Kedelai merupakan salah satu tanaman leguminosae yang dapat bersimbiosis dengan bakteri diazotrop untuk memfiksasi nitrogen. Nitrogen merupakan unsur yang paling penting bagi pertumbuhan dan pengisian biji kedelai. Namun, ketersediaan nitrogen dalam tanah umumnya sangat rendah. Padahal kuantitas dan kualitas hasil biji kedelai yang tinggi memerlukan pasokan N yang tinggi pula. Penggunaan pupuk N buatan yang berasal dari gas alam, mempunyai keterbatasan. Salah satu alternatif untuk memenuhi kebutuhan N tanaman kedelai adalah inokulasi Rhizobium sp. Inokulasi Rhizobium pada tanaman kedelai sudah lama dikenal sebagai salah satu pupuk hayati. Inokulasi Rhizobium diharapkan dapat memenuhi kebutuhan nitrogen pada tanaman kedelai sehingga dapat mengurangi kebutuhan pupuk nitrogen anorganik. Kebutuhan tanaman kedelai akan unsur hara nitrogen sangat tinggi sehingga adanya sumber nitrogen yang murah akan membantu mengurangi biaya produksi.

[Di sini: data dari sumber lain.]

//! Credit Economy Ledger
//!
//! The engines that move credits:
//! - Balance ledger (credits, debits, top-ups, history)
//! - Content publishing and one-time unlocks with the commission split
//! - Rewarded-ad grants
//! - Subscriptions with monthly renewals
//! - Metered chat for members and guests
//! - Creator withdrawal requests behind a cooldown
//!
//! All engines share one `LedgerStore`; balance changes only ever happen
//! inside a single store call.

pub mod balance;
pub mod chat;
pub mod context;
pub mod error;
pub mod provider;
pub mod retry;
pub mod reward;
pub mod service;
pub mod subscription;
pub mod unlock;
pub mod withdrawal;

pub use balance::BalanceLedger;
pub use chat::{ChatMeter, GuestCreditPool, Payer, SentMessage};
pub use context::EngineContext;
pub use error::{LedgerError, Result};
pub use provider::{ManualBilling, PaymentProvider, ProviderError};
pub use retry::RetryPolicy;
pub use reward::RewardEngine;
pub use service::{Economy, EconomyBuilder};
pub use subscription::{RenewalReport, SubscriptionEngine, SubscriptionReceipt};
pub use unlock::{ContentUnlockEngine, NewContent, PurchaseReceipt, UnlockState};
pub use withdrawal::{is_withdrawal_ready, WithdrawalGate, WithdrawalStatus, WithdrawalTicket};
//! Rewarded-ad credit grants

use chrono::{DateTime, Utc};
use credit_core::{Account, TransactionKind, UserId};
use dashmap::mapref::entry::Entry;
use dashmap::DashMap;
use std::sync::Arc;
use std::time::Duration;

use crate::balance::BalanceLedger;
use crate::context::EngineContext;
use crate::{LedgerError, Result};

/// Grants a fixed credit amount after a simulated ad view.
///
/// When the policy sets a reward cooldown, each user gets at most one grant
/// per window. The slot is reserved before the delay so concurrent requests
/// from one user cannot both pass.
#[derive(Clone)]
pub struct RewardEngine {
    ctx: EngineContext,
    ledger: BalanceLedger,
    delay: Duration,
    last_grant: Arc<DashMap<UserId, DateTime<Utc>>>,
}

impl RewardEngine {
    pub fn new(ctx: EngineContext, ledger: BalanceLedger, delay: Duration) -> Self {
        Self {
            ctx,
            ledger,
            delay,
            last_grant: Arc::new(DashMap::new()),
        }
    }

    pub async fn grant_reward(&self, user: &str) -> Result<Account> {
        let policy = self.ctx.policy();
        let now = self.ctx.now();
        let previous = self.reserve(user, now, policy.reward_cooldown())?;

        if !self.delay.is_zero() {
            tokio::time::sleep(self.delay).await;
        }

        let result = self
            .ledger
            .credit(
                user,
                policy.reward_credits,
                "Reward for watching an ad",
                TransactionKind::RewardCredit,
            )
            .await;

        if result.is_err() {
            self.release(user, previous);
        }
        result
    }

    fn reserve(
        &self,
        user: &str,
        now: DateTime<Utc>,
        cooldown: Option<Duration>,
    ) -> Result<Option<DateTime<Utc>>> {
        let Some(cooldown) = cooldown else {
            if !self.last_grant.is_empty() {
                self.last_grant.clear();
            }
            return Ok(None);
        };
        let cooldown = chrono::Duration::from_std(cooldown).unwrap_or(chrono::Duration::MAX);
        self.prune(now, cooldown);

        match self.last_grant.entry(user.to_string()) {
            Entry::Occupied(mut slot) => {
                let ready_at = slot
                    .get()
                    .checked_add_signed(cooldown)
                    .unwrap_or(DateTime::<Utc>::MAX_UTC);
                if now < ready_at {
                    let remaining = (ready_at - now).to_std().unwrap_or_default();
                    tracing::warn!("reward for {} on cooldown for {:?}", user, remaining);
                    return Err(LedgerError::RewardCooldown { remaining });
                }
                Ok(Some(slot.insert(now)))
            }
            Entry::Vacant(slot) => {
                slot.insert(now);
                Ok(None)
            }
        }
    }

    /// Forget users whose cooldown has run out
    fn prune(&self, now: DateTime<Utc>, cooldown: chrono::Duration) {
        self.last_grant.retain(|_, at| match at.checked_add_signed(cooldown) {
            Some(ready_at) => now < ready_at,
            None => true,
        });
    }

    fn release(&self, user: &str, previous: Option<DateTime<Utc>>) {
        match previous {
            Some(at) => {
                self.last_grant.insert(user.to_string(), at);
            }
            None => {
                self.last_grant.remove(user);
            }
        }
    }
}
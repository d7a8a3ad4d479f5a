//! Daemon configuration file

use anyhow::Context;
use credit_ledger::RetryPolicy;
use economics::EconomyPolicy;
use serde::Deserialize;
use std::net::SocketAddr;
use std::path::{Path, PathBuf};
use std::time::Duration;

#[derive(Debug, Default, Deserialize)]
#[serde(default)]
pub struct Config {
    pub policy: EconomyPolicy,
    pub server: ServerConfig,
    pub storage: StorageConfig,
    pub renewal: RenewalConfig,
    pub store: StoreConfig,
}

#[derive(Debug, Deserialize)]
#[serde(default)]
pub struct ServerConfig {
    pub bind: SocketAddr,
    /// Bearer token for admin routes; admin routes are off when unset
    pub admin_token: Option<String>,
    /// Simulated ad length before a reward is credited
    pub reward_delay_ms: u64,
    /// Guest chat sessions idle this long are dropped
    pub guest_idle_secs: u64,
}

impl Default for ServerConfig {
    fn default() -> Self {
        Self {
            bind: SocketAddr::from(([127, 0, 0, 1], 8080)),
            admin_token: None,
            reward_delay_ms: 0,
            guest_idle_secs: 1800,
        }
    }
}

#[derive(Debug, Deserialize)]
#[serde(default)]
pub struct StorageConfig {
    pub path: PathBuf,
    /// Keep everything in memory (nothing survives a restart)
    pub in_memory: bool,
}

impl Default for StorageConfig {
    fn default() -> Self {
        Self {
            path: PathBuf::from("data/credits"),
            in_memory: false,
        }
    }
}

#[derive(Debug, Deserialize)]
#[serde(default)]
pub struct RenewalConfig {
    pub enabled: bool,
    pub interval_secs: u64,
}

impl Default for RenewalConfig {
    fn default() -> Self {
        Self {
            enabled: true,
            interval_secs: 3600,
        }
    }
}

#[derive(Debug, Deserialize)]
#[serde(default)]
pub struct StoreConfig {
    pub timeout_ms: u64,
    pub max_attempts: u32,
    pub initial_backoff_ms: u64,
    pub max_backoff_ms: u64,
}

impl Default for StoreConfig {
    fn default() -> Self {
        let retry = RetryPolicy::default();
        Self {
            timeout_ms: retry.call_timeout.as_millis() as u64,
            max_attempts: retry.max_attempts,
            initial_backoff_ms: retry.initial_backoff.as_millis() as u64,
            max_backoff_ms: retry.max_backoff.as_millis() as u64,
        }
    }
}

impl StoreConfig {
    pub fn retry_policy(&self) -> RetryPolicy {
        RetryPolicy {
            max_attempts: self.max_attempts.max(1),
            initial_backoff: Duration::from_millis(self.initial_backoff_ms),
            max_backoff: Duration::from_millis(self.max_backoff_ms),
            call_timeout: Duration::from_millis(self.timeout_ms),
        }
    }
}

impl Config {
    pub fn from_toml_str(raw: &str) -> anyhow::Result<Self> {
        let config: Config = toml::from_str(raw).context("invalid configuration")?;
        config.policy.validate().context("invalid [policy] section")?;
        Ok(config)
    }

    pub fn load(path: &Path) -> anyhow::Result<Self> {
        let raw = std::fs::read_to_string(path)
            .with_context(|| format!("failed to read {}", path.display()))?;
        Self::from_toml_str(&raw).with_context(|| format!("in {}", path.display()))
    }
}
//! Chat message rows handed to the message store

use chrono::{DateTime, Utc};
use serde::{Deserialize, Serialize};

use crate::UserId;

/// Sender id recorded for unauthenticated visitors
pub const GUEST_SENDER_ID: &str = "guest";

#[derive(Debug, Clone, PartialEq, Eq, Serialize, Deserialize)]
pub struct ChatMessage {
    pub id: String,
    pub sender_id: UserId,
    pub receiver_id: UserId,
    pub text: String,
    pub cost: u64,
    pub sent_at: DateTime<Utc>,
}

impl ChatMessage {
    pub fn new(
        sender_id: impl Into<UserId>,
        receiver_id: impl Into<UserId>,
        text: impl Into<String>,
        cost: u64,
        sent_at: DateTime<Utc>,
    ) -> Self {
        Self {
            id: uuid::Uuid::new_v4().to_string(),
            sender_id: sender_id.into(),
            receiver_id: receiver_id.into(),
            text: text.into(),
            cost,
            sent_at,
        }
    }

    pub fn is_from_guest(&self) -> bool {
        self.sender_id == GUEST_SENDER_ID
    }
}
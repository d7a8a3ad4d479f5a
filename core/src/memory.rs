//! In-memory ledger store
//!
//! All state lives behind one `RwLock`; each mutating call holds the write
//! guard for its whole check-then-mutate sequence.

use async_trait::async_trait;
use chrono::{DateTime, Duration, Utc};
use std::collections::{HashMap, HashSet};
use std::sync::atomic::{AtomicBool, AtomicU32, Ordering};
use tokio::sync::RwLock;

use crate::store::withdrawal_ready_at;
use crate::{
    Account, ChatMessage, ContentId, ContentItem, CreatorTransactionRecord, LedgerStore,
    MessageStore, PurchaseCommit, StoreError, StoreResult, SubscriptionRecord,
    SubscriptionRenewal, TransactionRecord, UserId,
};

#[derive(Debug, Default)]
struct Inner {
    accounts: HashMap<UserId, Account>,
    transactions: HashMap<UserId, Vec<TransactionRecord>>,
    sales: HashMap<UserId, Vec<CreatorTransactionRecord>>,
    unlocks: HashMap<UserId, HashSet<ContentId>>,
    content: HashMap<ContentId, ContentItem>,
    subscriptions: HashMap<UserId, SubscriptionRecord>,
    messages: Vec<ChatMessage>,
}

impl Inner {
    fn account_mut(&mut self, user: &str) -> StoreResult<&mut Account> {
        self.accounts
            .get_mut(user)
            .ok_or_else(|| StoreError::AccountNotFound(user.to_string()))
    }

    fn append(&mut self, record: TransactionRecord) {
        self.transactions
            .entry(record.account_id.clone())
            .or_default()
            .push(record);
    }

    fn credit(&mut self, user: &str, amount: u64) -> StoreResult<Account> {
        let account = self.account_mut(user)?;
        account.spendable_balance = account
            .spendable_balance
            .checked_add(amount)
            .ok_or_else(|| StoreError::Overflow(user.to_string()))?;
        Ok(account.clone())
    }
}

#[derive(Debug, Default)]
pub struct MemoryStore {
    inner: RwLock<Inner>,
    pending_failures: AtomicU32,
    messages_down: AtomicBool,
}

impl MemoryStore {
    pub fn new() -> Self {
        Self::default()
    }

    /// Make the next `count` mutating calls fail with `Unavailable`
    pub fn fail_next_writes(&self, count: u32) {
        self.pending_failures.store(count, Ordering::SeqCst);
    }

    /// Make message inserts fail until reset
    pub fn set_messages_down(&self, down: bool) {
        self.messages_down.store(down, Ordering::SeqCst);
    }

    fn check_available(&self) -> StoreResult<()> {
        let taken = self
            .pending_failures
            .fetch_update(Ordering::SeqCst, Ordering::SeqCst, |n| n.checked_sub(1));
        match taken {
            Ok(_) => Err(StoreError::Unavailable("injected failure".to_string())),
            Err(_) => Ok(()),
        }
    }
}

#[async_trait]
impl LedgerStore for MemoryStore {
    async fn open_account(&self, user: &str, now: DateTime<Utc>) -> StoreResult<Account> {
        self.check_available()?;
        let mut inner = self.inner.write().await;
        let account = inner
            .accounts
            .entry(user.to_string())
            .or_insert_with(|| Account::new(user, now));
        Ok(account.clone())
    }

    async fn account(&self, user: &str) -> StoreResult<Option<Account>> {
        Ok(self.inner.read().await.accounts.get(user).cloned())
    }

    async fn apply_credit(
        &self,
        user: &str,
        amount: u64,
        record: TransactionRecord,
    ) -> StoreResult<Account> {
        self.check_available()?;
        let mut inner = self.inner.write().await;
        let account = inner.credit(user, amount)?;
        inner.append(record);
        Ok(account)
    }

    async fn apply_debit(
        &self,
        user: &str,
        amount: u64,
        record: TransactionRecord,
    ) -> StoreResult<Account> {
        self.check_available()?;
        let mut inner = self.inner.write().await;
        let account = inner.account_mut(user)?;
        if account.spendable_balance < amount {
            return Err(StoreError::InsufficientFunds {
                available: account.spendable_balance,
                required: amount,
            });
        }
        account.spendable_balance -= amount;
        let account = account.clone();
        inner.append(record);
        Ok(account)
    }

    async fn commit_purchase(&self, commit: PurchaseCommit) -> StoreResult<Account> {
        self.check_available()?;
        let mut inner = self.inner.write().await;

        if inner
            .unlocks
            .get(&commit.buyer_id)
            .is_some_and(|set| set.contains(&commit.content_id))
        {
            return Err(StoreError::AlreadyUnlocked(commit.content_id));
        }

        let creator = inner
            .accounts
            .get(&commit.creator_id)
            .ok_or_else(|| StoreError::AccountNotFound(commit.creator_id.clone()))?;
        let new_earned = creator
            .earned_balance
            .checked_add(commit.earnings)
            .ok_or_else(|| StoreError::Overflow(commit.creator_id.clone()))?;

        let buyer = inner.account_mut(&commit.buyer_id)?;
        if buyer.spendable_balance < commit.price {
            return Err(StoreError::InsufficientFunds {
                available: buyer.spendable_balance,
                required: commit.price,
            });
        }

        // All checks passed, nothing below can fail
        buyer.spendable_balance -= commit.price;
        let buyer = buyer.clone();
        inner.account_mut(&commit.creator_id)?.earned_balance = new_earned;
        inner.append(commit.buyer_record);
        inner
            .sales
            .entry(commit.creator_id)
            .or_default()
            .push(commit.sale_record);
        inner
            .unlocks
            .entry(commit.buyer_id)
            .or_default()
            .insert(commit.content_id);

        Ok(buyer)
    }

    async fn unlocked(&self, user: &str) -> StoreResult<HashSet<ContentId>> {
        Ok(self
            .inner
            .read()
            .await
            .unlocks
            .get(user)
            .cloned()
            .unwrap_or_default())
    }

    async fn is_unlocked(&self, user: &str, content: &str) -> StoreResult<bool> {
        Ok(self
            .inner
            .read()
            .await
            .unlocks
            .get(user)
            .is_some_and(|set| set.contains(content)))
    }

    async fn put_content(&self, item: ContentItem) -> StoreResult<()> {
        self.check_available()?;
        self.inner
            .write()
            .await
            .content
            .insert(item.id.clone(), item);
        Ok(())
    }

    async fn content(&self, id: &str) -> StoreResult<Option<ContentItem>> {
        Ok(self.inner.read().await.content.get(id).cloned())
    }

    async fn subscription(&self, user: &str) -> StoreResult<Option<SubscriptionRecord>> {
        Ok(self.inner.read().await.subscriptions.get(user).cloned())
    }

    async fn apply_subscription(
        &self,
        user: &str,
        record: SubscriptionRecord,
        grant: TransactionRecord,
    ) -> StoreResult<Account> {
        self.check_available()?;
        let mut inner = self.inner.write().await;
        let account = inner.credit(user, record.plan.monthly_credits)?;
        inner.subscriptions.insert(user.to_string(), record);
        inner.append(grant);
        Ok(account)
    }

    async fn clear_subscription(
        &self,
        user: &str,
        audit: TransactionRecord,
    ) -> StoreResult<Option<SubscriptionRecord>> {
        self.check_available()?;
        let mut inner = self.inner.write().await;
        let removed = inner.subscriptions.remove(user);
        if removed.is_some() {
            inner.append(audit);
        }
        Ok(removed)
    }

    async fn renew_subscription(&self, renewal: SubscriptionRenewal) -> StoreResult<bool> {
        self.check_available()?;
        let mut inner = self.inner.write().await;
        let credits = match inner.subscriptions.get(&renewal.user_id) {
            Some(record) if record.renews_on == renewal.expected_renews_on => {
                record.plan.monthly_credits
            }
            _ => return Ok(false),
        };

        inner.credit(&renewal.user_id, credits)?;
        if let Some(record) = inner.subscriptions.get_mut(&renewal.user_id) {
            record.renews_on = renewal.next_renews_on;
        }
        inner.append(renewal.grant);
        Ok(true)
    }

    async fn due_subscriptions(
        &self,
        now: DateTime<Utc>,
    ) -> StoreResult<Vec<(UserId, SubscriptionRecord)>> {
        let inner = self.inner.read().await;
        let mut due: Vec<_> = inner
            .subscriptions
            .iter()
            .filter(|(_, record)| record.is_due(now))
            .map(|(user, record)| (user.clone(), record.clone()))
            .collect();
        due.sort_by(|a, b| a.0.cmp(&b.0));
        Ok(due)
    }

    async fn stamp_withdrawal(
        &self,
        user: &str,
        now: DateTime<Utc>,
        cooldown: Duration,
        marker: TransactionRecord,
    ) -> StoreResult<Account> {
        self.check_available()?;
        let mut inner = self.inner.write().await;
        let account = inner.account_mut(user)?;
        if let Some(ready_at) = withdrawal_ready_at(account.last_withdrawal_at, cooldown) {
            if now < ready_at {
                return Err(StoreError::CooldownActive { ready_at });
            }
        }
        account.last_withdrawal_at = Some(now);
        let account = account.clone();
        inner.append(marker);
        Ok(account)
    }

    async fn transactions(&self, user: &str) -> StoreResult<Vec<TransactionRecord>> {
        Ok(self
            .inner
            .read()
            .await
            .transactions
            .get(user)
            .cloned()
            .unwrap_or_default())
    }

    async fn creator_transactions(
        &self,
        creator: &str,
    ) -> StoreResult<Vec<CreatorTransactionRecord>> {
        Ok(self
            .inner
            .read()
            .await
            .sales
            .get(creator)
            .cloned()
            .unwrap_or_default())
    }
}

#[async_trait]
impl MessageStore for MemoryStore {
    async fn insert_message(&self, message: ChatMessage) -> StoreResult<()> {
        if self.messages_down.load(Ordering::SeqCst) {
            return Err(StoreError::Backend("message store offline".to_string()));
        }
        self.inner.write().await.messages.push(message);
        Ok(())
    }

    async fn messages_for(&self, receiver: &str) -> StoreResult<Vec<ChatMessage>> {
        Ok(self
            .inner
            .read()
            .await
            .messages
            .iter()
            .filter(|m| m.receiver_id == receiver)
            .cloned()
            .collect())
    }
}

Bakteri Rhizobium telah lama digunakan sebagai pupuk hayati terhadap tanaman kacang-kacangan karena dapat membentuk bintil akar sehingga dapat mengikat nitrogen bebas. Secara umum inokulasi dilakukan dengan memberikan biakan Rhizobium kedalam tanah agar bakteri ini berasosiasi dengan tanaman kedelai mengikat N2 bebas dari udara. Tanah bekas ditanami kacang-kacangan biasanya diambil sebagai bahan inokulan yang mengandung bakteri Rhizobium dan bila tanah tersebut digunakan kembali untuk tanaman kedelai berikutnya maka pertumbuhan kedelai akan lebih baik, bintil akar akan mulai terbentuk sekitar 15-20 hari setelah tanam sedangkan pada tanah yang belum pernah ditanami kedelai bakteri Rhizobium tidak terdapat dalam tanah sehingga bintil akar tidak terbentuk.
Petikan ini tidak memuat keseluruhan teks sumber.